▶ _Exercise instructions_
Please copy each line of the records below that holds the word "FromStr".

(Stored data)
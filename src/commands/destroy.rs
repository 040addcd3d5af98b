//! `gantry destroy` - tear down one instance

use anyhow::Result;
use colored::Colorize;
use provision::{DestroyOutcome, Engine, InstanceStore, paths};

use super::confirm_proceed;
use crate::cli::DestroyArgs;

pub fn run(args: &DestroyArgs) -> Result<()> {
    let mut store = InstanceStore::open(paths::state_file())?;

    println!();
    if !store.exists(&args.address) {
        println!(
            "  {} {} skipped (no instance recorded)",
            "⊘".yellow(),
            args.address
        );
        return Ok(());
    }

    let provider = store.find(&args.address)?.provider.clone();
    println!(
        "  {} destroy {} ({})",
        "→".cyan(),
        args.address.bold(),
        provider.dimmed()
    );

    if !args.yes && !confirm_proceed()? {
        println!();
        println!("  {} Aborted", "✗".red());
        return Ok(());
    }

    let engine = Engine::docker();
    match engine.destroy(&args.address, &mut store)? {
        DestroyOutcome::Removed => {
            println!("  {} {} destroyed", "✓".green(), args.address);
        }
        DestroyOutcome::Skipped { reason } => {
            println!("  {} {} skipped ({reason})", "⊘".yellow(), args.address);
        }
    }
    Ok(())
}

---

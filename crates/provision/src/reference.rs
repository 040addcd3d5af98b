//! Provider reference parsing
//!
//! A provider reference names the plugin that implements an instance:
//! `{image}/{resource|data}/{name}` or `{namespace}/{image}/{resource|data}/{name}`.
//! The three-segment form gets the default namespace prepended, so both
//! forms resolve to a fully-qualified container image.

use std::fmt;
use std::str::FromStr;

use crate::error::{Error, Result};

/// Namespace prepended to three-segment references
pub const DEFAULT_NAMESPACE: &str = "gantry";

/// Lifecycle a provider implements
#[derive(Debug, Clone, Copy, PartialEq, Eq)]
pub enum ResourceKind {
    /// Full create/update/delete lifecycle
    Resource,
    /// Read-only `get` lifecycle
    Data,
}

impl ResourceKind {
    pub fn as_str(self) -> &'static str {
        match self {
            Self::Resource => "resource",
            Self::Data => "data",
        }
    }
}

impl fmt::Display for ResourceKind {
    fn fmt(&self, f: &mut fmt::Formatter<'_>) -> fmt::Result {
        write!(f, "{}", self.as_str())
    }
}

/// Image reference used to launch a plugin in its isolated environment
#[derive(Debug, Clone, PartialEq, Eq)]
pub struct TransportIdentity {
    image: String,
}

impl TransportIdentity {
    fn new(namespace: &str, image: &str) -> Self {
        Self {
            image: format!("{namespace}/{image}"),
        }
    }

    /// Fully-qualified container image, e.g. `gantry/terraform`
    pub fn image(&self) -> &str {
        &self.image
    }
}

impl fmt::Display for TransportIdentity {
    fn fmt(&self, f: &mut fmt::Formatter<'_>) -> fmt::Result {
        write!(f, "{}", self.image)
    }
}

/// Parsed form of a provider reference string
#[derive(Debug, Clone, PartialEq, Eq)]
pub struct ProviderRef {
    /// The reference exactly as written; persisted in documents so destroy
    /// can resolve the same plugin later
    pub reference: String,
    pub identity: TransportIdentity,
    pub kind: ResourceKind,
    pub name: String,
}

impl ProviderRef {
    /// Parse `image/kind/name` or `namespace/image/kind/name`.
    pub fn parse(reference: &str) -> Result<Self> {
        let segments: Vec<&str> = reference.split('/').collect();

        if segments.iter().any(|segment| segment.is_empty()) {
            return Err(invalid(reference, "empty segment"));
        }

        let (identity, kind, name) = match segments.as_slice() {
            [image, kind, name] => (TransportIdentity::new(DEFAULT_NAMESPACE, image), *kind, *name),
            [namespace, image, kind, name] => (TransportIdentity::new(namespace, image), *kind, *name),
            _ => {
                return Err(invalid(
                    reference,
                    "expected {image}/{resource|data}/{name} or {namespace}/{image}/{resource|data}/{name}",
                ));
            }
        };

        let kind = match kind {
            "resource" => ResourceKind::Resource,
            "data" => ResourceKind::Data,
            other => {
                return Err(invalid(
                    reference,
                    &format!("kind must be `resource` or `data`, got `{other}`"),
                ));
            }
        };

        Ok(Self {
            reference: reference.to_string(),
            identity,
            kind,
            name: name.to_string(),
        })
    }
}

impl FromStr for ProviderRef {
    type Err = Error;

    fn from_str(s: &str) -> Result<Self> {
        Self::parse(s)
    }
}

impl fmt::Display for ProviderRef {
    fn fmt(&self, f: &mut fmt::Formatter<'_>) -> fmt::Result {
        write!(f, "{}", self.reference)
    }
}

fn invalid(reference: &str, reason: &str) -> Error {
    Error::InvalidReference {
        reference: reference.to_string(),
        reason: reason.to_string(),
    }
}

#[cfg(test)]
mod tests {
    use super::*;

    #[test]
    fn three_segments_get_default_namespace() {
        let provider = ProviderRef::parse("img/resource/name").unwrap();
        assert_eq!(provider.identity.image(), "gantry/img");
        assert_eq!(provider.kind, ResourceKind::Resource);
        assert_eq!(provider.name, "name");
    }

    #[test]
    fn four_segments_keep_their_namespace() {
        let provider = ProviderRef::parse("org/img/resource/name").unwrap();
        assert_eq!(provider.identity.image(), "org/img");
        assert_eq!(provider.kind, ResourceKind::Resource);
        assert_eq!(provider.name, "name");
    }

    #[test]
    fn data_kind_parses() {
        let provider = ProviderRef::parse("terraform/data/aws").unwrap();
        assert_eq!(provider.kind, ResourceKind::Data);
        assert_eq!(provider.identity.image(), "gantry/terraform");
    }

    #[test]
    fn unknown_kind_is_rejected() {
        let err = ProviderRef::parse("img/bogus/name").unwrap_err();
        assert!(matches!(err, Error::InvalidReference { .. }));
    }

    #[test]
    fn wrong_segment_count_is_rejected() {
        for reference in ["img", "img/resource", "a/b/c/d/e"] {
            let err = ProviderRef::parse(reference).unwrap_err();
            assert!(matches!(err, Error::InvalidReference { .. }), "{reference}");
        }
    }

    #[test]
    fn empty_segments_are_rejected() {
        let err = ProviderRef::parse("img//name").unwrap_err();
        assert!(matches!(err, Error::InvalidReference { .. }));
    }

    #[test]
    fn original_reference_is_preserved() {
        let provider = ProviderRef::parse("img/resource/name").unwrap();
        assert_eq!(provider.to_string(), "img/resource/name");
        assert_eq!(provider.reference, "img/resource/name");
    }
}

▶ _Result for this exercise_
use std::str::FromStr;
impl FromStr for ProviderRef {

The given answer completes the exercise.